Cumplido el segundo mes de 2013, ya aparecen en el horizonte los negros nubarrones de una coyuntura económica internacional en franco deterioro, cuyo primer aldabonazo ha sido el desplome de las exportaciones en el último trimestre, ese frágil punto de apoyo que Mariano Rajoy, en su versión más candorosa y lela (porque sigue entendiendo la economía como un ente exógeno), pretendía usar como palanca para levantar una economía agonizante y sin pulso, atrapada desde hace años en la maraña de intereses y leyes que han fragmentado el mercado hasta casi extinguirlo. Entretanto las previsiones se desmoronan y las estrecheces aumentan, muchos de nuestros políticos, que se han dedicado a coleccionar secretos como si fueran fichas de un casino, han decidido sentarse a la mesa y hacer sus apuestas. Y del inicial goteo de escándalos hemos pasado a un chaparrón de traiciones que ha llenado todo de mugre. Así, la casta catalana, corrompida hasta la médula, se lía la manta a la cabeza y se dispone a expropiar una parte de España; el gobierno, en estado de shock permanente, a expensas del chantaje de un sargento chusquero amo y señor del cuartel popular hasta ayer mismo; el partido socialista, inmerso en su propia agonía, en manos de cadáveres andantes; la izquierda marxista, surfeando feliz en la creciente ola de descontento; el rey, exiliado en los quirófanos; y el heredero cortejado por quienes ya planifican a la desesperada una prórroga de un régimen que se agota.

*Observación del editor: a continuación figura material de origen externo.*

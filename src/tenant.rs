//! Tenant authorization for inbound webhooks.
//!
//! Every webhook names its provider (`source`) and presents a shared
//! secret. [`TenantAuthorizer::authorize`] checks the secret against the one
//! configured for that source and, on success, attributes the call to the
//! default tenant.
//!
//! Secrets are resolved lazily by [`SecretResolver`], once per source for
//! the life of the process. The first resolution wins, including a failed
//! one: a missing environment variable is not re-read on later calls, so a
//! misconfigured deployment fails the same way until it is restarted.

use std::collections::{BTreeMap, HashMap};
use std::path::PathBuf;
use std::sync::atomic::{AtomicUsize, Ordering};
use std::sync::Arc;

use sha2::{Digest, Sha256};
use subtle::ConstantTimeEq;
use thiserror::Error;
use tokio::sync::OnceCell;
use tracing::{debug, warn};

use insight_core::error::IngestError;

use crate::config::{Config, SourceConfig};

/// Why a configured secret could not be produced.
#[derive(Debug, Clone, Error)]
pub enum SecretError {
    #[error("environment variable {0} is not set")]
    EnvMissing(String),

    #[error("failed to read secret file {path}: {reason}")]
    File { path: String, reason: String },

    #[error("secret for source {0} is blank")]
    Blank(String),
}

#[derive(Debug, Clone)]
enum SecretSource {
    Literal(String),
    Env(String),
    File(PathBuf),
}

impl SecretSource {
    fn from_config(name: &str, cfg: &SourceConfig) -> Self {
        if let Some(secret) = &cfg.secret {
            SecretSource::Literal(secret.clone())
        } else if let Some(path) = &cfg.secret_file {
            SecretSource::File(path.clone())
        } else {
            let var = cfg
                .secret_env
                .clone()
                .unwrap_or_else(|| default_secret_env(name));
            SecretSource::Env(var)
        }
    }
}

/// `readwise` → `READWISE_WEBHOOK_SECRET`, `provider-x` → `PROVIDER_X_WEBHOOK_SECRET`.
pub fn default_secret_env(source: &str) -> String {
    format!("{}_WEBHOOK_SECRET", source.to_uppercase().replace('-', "_"))
}

struct SecretSlot {
    source: SecretSource,
    cell: OnceCell<Result<String, SecretError>>,
}

/// Memoizing, single-flight resolver of per-source webhook secrets.
pub struct SecretResolver {
    slots: HashMap<String, SecretSlot>,
    resolutions: AtomicUsize,
}

impl SecretResolver {
    pub fn from_sources(sources: &BTreeMap<String, SourceConfig>) -> Self {
        let slots = sources
            .iter()
            .map(|(name, cfg)| {
                (
                    name.clone(),
                    SecretSlot {
                        source: SecretSource::from_config(name, cfg),
                        cell: OnceCell::new(),
                    },
                )
            })
            .collect();
        Self {
            slots,
            resolutions: AtomicUsize::new(0),
        }
    }

    /// Configured source names, sorted.
    pub fn sources(&self) -> Vec<&str> {
        let mut names: Vec<&str> = self.slots.keys().map(String::as_str).collect();
        names.sort_unstable();
        names
    }

    /// How many times a secret has actually been loaded. Cached reads do not
    /// count.
    pub fn resolutions(&self) -> usize {
        self.resolutions.load(Ordering::SeqCst)
    }

    /// Resolve the secret for `source`, or `None` when the source is not
    /// configured at all.
    ///
    /// Concurrent first callers wait on the same resolution.
    pub async fn resolve(&self, source: &str) -> Option<Result<&str, SecretError>> {
        let slot = self.slots.get(source)?;
        let resolved = slot
            .cell
            .get_or_init(|| async {
                self.resolutions.fetch_add(1, Ordering::SeqCst);
                load_secret(source, &slot.source).await
            })
            .await;
        Some(resolved.as_ref().map(String::as_str).map_err(|e| e.clone()))
    }
}

async fn load_secret(name: &str, source: &SecretSource) -> Result<String, SecretError> {
    let raw = match source {
        SecretSource::Literal(secret) => secret.clone(),
        SecretSource::Env(var) => {
            std::env::var(var).map_err(|_| SecretError::EnvMissing(var.clone()))?
        }
        SecretSource::File(path) => {
            tokio::fs::read_to_string(path)
                .await
                .map_err(|e| SecretError::File {
                    path: path.display().to_string(),
                    reason: e.to_string(),
                })?
        }
    };
    let secret = raw.trim().to_string();
    if secret.is_empty() {
        return Err(SecretError::Blank(name.to_string()));
    }
    debug!(source = name, "resolved webhook secret");
    Ok(secret)
}

/// The identity a successfully authorized webhook is processed under.
#[derive(Debug, Clone, PartialEq, Eq)]
pub struct TenantContext {
    pub tenant_id: String,
    pub source: String,
}

pub struct TenantAuthorizer {
    default_tenant: Option<String>,
    resolver: Arc<SecretResolver>,
}

impl TenantAuthorizer {
    pub fn new(default_tenant: Option<String>, resolver: Arc<SecretResolver>) -> Self {
        Self {
            default_tenant,
            resolver,
        }
    }

    /// Build from `[tenant]` and `[sources]`, falling back to
    /// `$DEFAULT_TENANT_ID` when no default tenant is configured.
    pub fn from_config(config: &Config) -> Self {
        let default_tenant = config
            .tenant
            .default_id
            .clone()
            .or_else(|| std::env::var("DEFAULT_TENANT_ID").ok());
        Self::new(
            default_tenant,
            Arc::new(SecretResolver::from_sources(&config.sources)),
        )
    }

    pub fn resolver(&self) -> &Arc<SecretResolver> {
        &self.resolver
    }

    /// Check `presented` against the secret configured for `source`.
    pub async fn authorize(
        &self,
        source: &str,
        presented: Option<&str>,
    ) -> Result<TenantContext, IngestError> {
        let tenant_id = match self.default_tenant.as_deref().map(str::trim) {
            Some(t) if !t.is_empty() => t.to_string(),
            _ => {
                return Err(IngestError::ServerMisconfigured(
                    "default tenant id not set".to_string(),
                ))
            }
        };

        let expected = match self.resolver.resolve(source).await {
            None => {
                return Err(IngestError::Unauthorized(format!(
                    "unsupported source: {}",
                    source
                )))
            }
            Some(Err(e)) => {
                warn!(source, error = %e, "webhook secret unavailable");
                return Err(IngestError::ServerMisconfigured(e.to_string()));
            }
            Some(Ok(secret)) => secret,
        };

        let presented = presented.map(str::trim).unwrap_or_default();
        if presented.is_empty() || !secrets_match(expected, presented) {
            return Err(IngestError::Unauthorized("invalid secret".to_string()));
        }

        Ok(TenantContext {
            tenant_id,
            source: source.to_string(),
        })
    }
}

/// Compare digests so neither content nor length leaks through timing.
fn secrets_match(expected: &str, presented: &str) -> bool {
    let expected = Sha256::digest(expected.as_bytes());
    let presented = Sha256::digest(presented.as_bytes());
    expected.as_slice().ct_eq(presented.as_slice()).into()
}

#[cfg(test)]
mod tests {
    use super::*;

    fn sources(entries: &[(&str, SourceConfig)]) -> BTreeMap<String, SourceConfig> {
        entries
            .iter()
            .map(|(k, v)| (k.to_string(), v.clone()))
            .collect()
    }

    fn literal(secret: &str) -> SourceConfig {
        SourceConfig {
            secret: Some(secret.to_string()),
            ..Default::default()
        }
    }

    fn authorizer(default_tenant: Option<&str>, cfg: &[(&str, SourceConfig)]) -> TenantAuthorizer {
        TenantAuthorizer::new(
            default_tenant.map(str::to_string),
            Arc::new(SecretResolver::from_sources(&sources(cfg))),
        )
    }

    #[test]
    fn test_default_secret_env_name() {
        assert_eq!(default_secret_env("readwise"), "READWISE_WEBHOOK_SECRET");
        assert_eq!(default_secret_env("provider-x"), "PROVIDER_X_WEBHOOK_SECRET");
    }

    #[test]
    fn test_secrets_match() {
        assert!(secrets_match("s3cr3t", "s3cr3t"));
        assert!(!secrets_match("s3cr3t", "s3cr3"));
        assert!(!secrets_match("s3cr3t", "S3CR3T"));
    }

    #[tokio::test]
    async fn test_correct_secret_resolves_default_tenant() {
        let auth = authorizer(Some("tenant-123"), &[("readwise", literal("s3cr3t"))]);
        let ctx = auth.authorize("readwise", Some(" s3cr3t ")).await.unwrap();
        assert_eq!(ctx.tenant_id, "tenant-123");
        assert_eq!(ctx.source, "readwise");
    }

    #[tokio::test]
    async fn test_wrong_or_missing_secret_unauthorized() {
        let auth = authorizer(Some("tenant-123"), &[("readwise", literal("s3cr3t"))]);
        for presented in [Some("wrong"), Some("   "), None] {
            let err = auth.authorize("readwise", presented).await.unwrap_err();
            assert!(matches!(err, IngestError::Unauthorized(_)), "{presented:?}");
        }
    }

    #[tokio::test]
    async fn test_unknown_source_unauthorized() {
        let auth = authorizer(Some("tenant-123"), &[("readwise", literal("s3cr3t"))]);
        let err = auth.authorize("other", Some("s3cr3t")).await.unwrap_err();
        assert!(matches!(err, IngestError::Unauthorized(_)));
    }

    #[tokio::test]
    async fn test_blank_default_tenant_misconfigured() {
        let auth = authorizer(Some("  "), &[("readwise", literal("s3cr3t"))]);
        let err = auth.authorize("readwise", Some("s3cr3t")).await.unwrap_err();
        assert!(matches!(err, IngestError::ServerMisconfigured(_)));

        let auth = authorizer(None, &[("readwise", literal("s3cr3t"))]);
        assert!(auth.authorize("readwise", Some("s3cr3t")).await.is_err());
    }

    #[tokio::test]
    async fn test_unset_secret_env_misconfigured_and_cached() {
        let cfg = SourceConfig {
            secret_env: Some("INSIGHT_TEST_UNSET_SECRET_93c1".to_string()),
            ..Default::default()
        };
        let auth = authorizer(Some("tenant-123"), &[("readwise", cfg)]);
        for presented in [None, Some("s3cr3t"), Some("wrong")] {
            let err = auth.authorize("readwise", presented).await.unwrap_err();
            assert!(matches!(err, IngestError::ServerMisconfigured(_)));
        }
        assert_eq!(auth.resolver().resolutions(), 1);
    }

    #[tokio::test]
    async fn test_blank_literal_misconfigured() {
        let auth = authorizer(Some("tenant-123"), &[("readwise", literal("  "))]);
        let err = auth.authorize("readwise", Some("x")).await.unwrap_err();
        assert!(matches!(err, IngestError::ServerMisconfigured(_)));
    }

    #[tokio::test]
    async fn test_secret_file_trimmed() {
        let dir = tempfile::TempDir::new().unwrap();
        let path = dir.path().join("readwise.secret");
        std::fs::write(&path, "s3cr3t\n").unwrap();
        let cfg = SourceConfig {
            secret_file: Some(path),
            ..Default::default()
        };
        let auth = authorizer(Some("tenant-123"), &[("readwise", cfg)]);
        assert!(auth.authorize("readwise", Some("s3cr3t")).await.is_ok());
    }

    #[tokio::test(flavor = "multi_thread", worker_threads = 4)]
    async fn test_concurrent_first_use_resolves_once() {
        let auth = Arc::new(authorizer(
            Some("tenant-123"),
            &[("readwise", literal("s3cr3t"))],
        ));
        let mut handles = Vec::new();
        for _ in 0..16 {
            let auth = auth.clone();
            handles.push(tokio::spawn(async move {
                auth.authorize("readwise", Some("s3cr3t")).await
            }));
        }
        for h in handles {
            assert!(h.await.unwrap().is_ok());
        }
        assert_eq!(auth.resolver().resolutions(), 1);
    }
}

Mientras España se descompone y con ella sus instituciones, a pie de calle florecen definiciones escalofriantes, que sirven para clasificar la creciente miseria. Pobreza energética, para quienes ya no pueden pagar ni luz ni calefacción; nuevos pobres o los vergonzantes, para las clases medias que acuden a los comedores sociales; e inmigración cualificada, para referirse a las personas con talento, que escapan a la carrera –afortunados ellos– de esta pesadilla interminable.

Hace ya mucho tiempo que cruzamos una extraña línea. Y desde entonces todo es posible en esta España que desborda el esperpento y se ha convertido a la vista de todos en la patria de los “listos” y listillos; los corruptos y delatores. El país del toma el dinero y corre, en el que sólo los tontos o muy tontos estudian, trabajan y pagan impuestos. Y aún hay quien se sorprende de que muchos arremetan contra las instituciones, cuando ahí precisamente está el origen, el núcleo duro del problema. No verlo es ya imposible. Y no querer cambiarlo, casi un delito. Los españoles están al límite y su paciencia se agota.